03-20-2013
04:24 AM
- last edited on
03-25-2025
12:16 PM
by
Content Cleaner
Hello,
About the amount of counters used.
X-series cards (63xx cards) can indeed create a finite pulse train with one counter (STC3-type).
M-series cards (62xx cards) have counter of the STC2-type.
Here you'll need 2 counters to create a finite pulse train:
https://knowledge.ni.com/KnowledgeArticleDetails?id=kA00Z000000P7eESAS&l=en-US
03-21-2013
05:22 AM
- last edited on
03-25-2025
12:16 PM
by
Content Cleaner
@ThiCop wrote:
Hello,
About the amount of counters used.
X-series cards (63xx cards) can indeed create a finite pulse train with one counter (STC3-type).

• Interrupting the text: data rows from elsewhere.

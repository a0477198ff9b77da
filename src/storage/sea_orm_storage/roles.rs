use super::SeaOrmStorage;
use super::lookups::fetch_page;
use crate::entity::roles::{ActiveModel, Column, Entity as Roles};
use crate::entity::{permissions, role_permissions, user_roles};
use crate::errors::{Result, SchoolSystemError};
use crate::models::{
    PaginatedResponse,
    permissions::entities::Permission,
    roles::{
        entities::{PROTECTED_ROLES, Role, RoleDetail},
        requests::{CreateRoleRequest, RoleListParams, UpdateRoleRequest},
        responses::RoleListResponse,
    },
};
use crate::utils::sql::any_contains;
use sea_orm::{
    ActiveModelTrait, ColumnTrait, ConnectionTrait, EntityTrait, PaginatorTrait, QueryFilter,
    QueryOrder, QuerySelect, Set, TransactionTrait,
};

/// 整体替换角色权限，权限必须全部存在
pub(super) async fn replace_role_permissions<C: ConnectionTrait>(
    db: &C,
    role_id: i64,
    mut permission_ids: Vec<i64>,
) -> Result<()> {
    permission_ids.sort_unstable();
    permission_ids.dedup();

    if !permission_ids.is_empty() {
        let found = permissions::Entity::find()
            .filter(permissions::Column::Id.is_in(permission_ids.clone()))
            .count(db)
            .await?;
        if found as usize != permission_ids.len() {
            return Err(SchoolSystemError::not_found("部分权限不存在"));
        }
    }

    role_permissions::Entity::delete_many()
        .filter(role_permissions::Column::RoleId.eq(role_id))
        .exec(db)
        .await?;

    if !permission_ids.is_empty() {
        let links = permission_ids
            .into_iter()
            .map(|permission_id| role_permissions::ActiveModel {
                role_id: Set(role_id),
                permission_id: Set(permission_id),
            });
        role_permissions::Entity::insert_many(links)
            .exec_without_returning(db)
            .await?;
    }
    Ok(())
}

async fn permissions_of_role<C: ConnectionTrait>(db: &C, role_id: i64) -> Result<Vec<Permission>> {
    let ids: Vec<i64> = role_permissions::Entity::find()
        .select_only()
        .column(role_permissions::Column::PermissionId)
        .filter(role_permissions::Column::RoleId.eq(role_id))
        .into_tuple()
        .all(db)
        .await?;
    if ids.is_empty() {
        return Ok(Vec::new());
    }
    let perms = permissions::Entity::find()
        .filter(permissions::Column::Id.is_in(ids))
        .order_by_asc(permissions::Column::Id)
        .all(db)
        .await?;
    Ok(perms.into_iter().map(|p| p.into_permission()).collect())
}

impl SeaOrmStorage {
    pub async fn create_role_impl(&self, req: CreateRoleRequest) -> Result<Role> {
        let now = chrono::Utc::now().timestamp();
        let txn = self.db.begin().await?;

        let role = ActiveModel {
            role_name: Set(req.role_name),
            role_code: Set(req.role_code),
            description: Set(req.description),
            status: Set(req.status.unwrap_or(true)),
            created_at: Set(now),
            updated_at: Set(now),
            ..Default::default()
        }
        .insert(&txn)
        .await?;
        replace_role_permissions(&txn, role.id, req.permission_ids).await?;

        txn.commit().await?;
        Ok(role.into_role())
    }

    pub async fn get_role_by_id_impl(&self, id: i64) -> Result<Option<Role>> {
        let result = Roles::find_by_id(id)
            .one(&self.db)
            .await
            .map_err(|e| SchoolSystemError::database_operation(format!("查询角色失败: {e}")))?;
        Ok(result.map(|m| m.into_role()))
    }

    pub async fn get_role_by_code_impl(&self, code: &str) -> Result<Option<Role>> {
        let result = Roles::find()
            .filter(Column::RoleCode.eq(code))
            .one(&self.db)
            .await
            .map_err(|e| SchoolSystemError::database_operation(format!("查询角色失败: {e}")))?;
        Ok(result.map(|m| m.into_role()))
    }

    /// 角色详情：权限列表与持有人数
    pub async fn get_role_detail_impl(&self, id: i64) -> Result<Option<RoleDetail>> {
        let Some(role) = Roles::find_by_id(id).one(&self.db).await? else {
            return Ok(None);
        };
        let permissions = permissions_of_role(&self.db, id).await?;
        let user_count = user_roles::Entity::find()
            .filter(user_roles::Column::RoleId.eq(id))
            .count(&self.db)
            .await?;

        Ok(Some(RoleDetail {
            role: role.into_role(),
            permissions,
            user_count,
        }))
    }

    pub async fn list_roles_with_pagination_impl(
        &self,
        query: RoleListParams,
    ) -> Result<RoleListResponse> {
        let mut select = Roles::find();

        if let Some(ref search) = query.search
            && !search.trim().is_empty()
        {
            select = select.filter(any_contains(&[Column::RoleName, Column::RoleCode], search));
        }
        if let Some(status) = query.status {
            select = select.filter(Column::Status.eq(status));
        }

        let (roles, pagination) =
            fetch_page(&self.db, select.order_by_asc(Column::Id), &query.pagination).await?;
        Ok(PaginatedResponse {
            items: roles.into_iter().map(|r| r.into_role()).collect(),
            pagination,
        })
    }

    pub async fn list_all_roles_impl(&self) -> Result<Vec<Role>> {
        let roles = Roles::find()
            .order_by_asc(Column::Id)
            .all(&self.db)
            .await
            .map_err(|e| SchoolSystemError::database_operation(format!("查询角色列表失败: {e}")))?;
        Ok(roles.into_iter().map(|r| r.into_role()).collect())
    }

    pub async fn update_role_impl(
        &self,
        id: i64,
        update: UpdateRoleRequest,
    ) -> Result<Option<Role>> {
        let Some(existing) = Roles::find_by_id(id).one(&self.db).await? else {
            return Ok(None);
        };

        let mut model: ActiveModel = existing.into();
        if let Some(name) = update.role_name {
            model.role_name = Set(name);
        }
        if let Some(description) = update.description {
            model.description = Set(Some(description));
        }
        if let Some(status) = update.status {
            model.status = Set(status);
        }
        model.updated_at = Set(chrono::Utc::now().timestamp());

        Ok(Some(model.update(&self.db).await?.into_role()))
    }

    /// 删除角色；内置超级管理员或仍被用户持有时拒绝
    pub async fn delete_role_impl(&self, id: i64) -> Result<bool> {
        let txn = self.db.begin().await?;
        let Some(role) = Roles::find_by_id(id).one(&txn).await? else {
            return Ok(false);
        };
        if PROTECTED_ROLES.contains(&role.role_code.as_str()) {
            return Err(SchoolSystemError::conflict(format!(
                "内置角色 {} 不可删除",
                role.role_code
            )));
        }

        let holders = user_roles::Entity::find()
            .filter(user_roles::Column::RoleId.eq(id))
            .count(&txn)
            .await?;
        if holders > 0 {
            return Err(SchoolSystemError::conflict(format!(
                "仍有 {holders} 个用户持有该角色"
            )));
        }

        let result = Roles::delete_by_id(id).exec(&txn).await?;
        txn.commit().await?;
        Ok(result.rows_affected > 0)
    }

    pub async fn get_role_permissions_impl(&self, role_id: i64) -> Result<Vec<Permission>> {
        permissions_of_role(&self.db, role_id).await
    }

    pub async fn set_role_permissions_impl(
        &self,
        role_id: i64,
        permission_ids: Vec<i64>,
    ) -> Result<()> {
        let txn = self.db.begin().await?;
        if Roles::find_by_id(role_id).one(&txn).await?.is_none() {
            return Err(SchoolSystemError::not_found(format!("角色 {role_id} 不存在")));
        }
        replace_role_permissions(&txn, role_id, permission_ids).await?;
        txn.commit().await?;
        Ok(())
    }
}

M-series cards (62xx cards) have counter of the STC2-type.
Here you'll need 2 counters to create a finite pulse train:
https://knowledge.ni.com/KnowledgeArticleDetails?id=kA00Z000000P7eESAS&l=en-US
I have an M-card (6259e), and I'm using two counters, one to generate a finite pulse train (ctr1), the other (ctr0) is counting edges between the rising edges of ctr1.
The counting is working just fine, except I get the cumulative values while I want the individual counts per bin. Currently I'm solving this ins software, but I would prefer the card to do it.
03-21-2013 06:04 AM
Ow sorry, let me recapitulate.
I forgot one important part in my sentence (must have been a bit off-guard while writing it).
I meant a finite retriggerable pulse train.
My apologies for the inconvenience.
03-21-2013 02:17 PM
I didnt have this problem, I used 3 "old style counters" on a 6608 counter card.
I made a retrigerrable finite pules train and then a simple continious buffered (NOT FINITE) counter on the 3rd, newer devices (X series) can do this in 2 I think. This way on each event trigger I was able to get an array of N bins of defined duration. Maybe the finite counts are what is causing a problem?
03-21-2013 03:31 PM
Hey Paul,
A bit off-topic to the question, but I would like to give you some further details about the counters.
- 62XX devices use STC2-counters
- 63XX devices use STC3-counters
- 66XX devices use TIO-counters/chipsets (again a different type 😉 )
So what you saw/experienced is perfectly possible.
I cannot test it currently (with real hardware), but I can do a test tomorrow at the office if you would like that.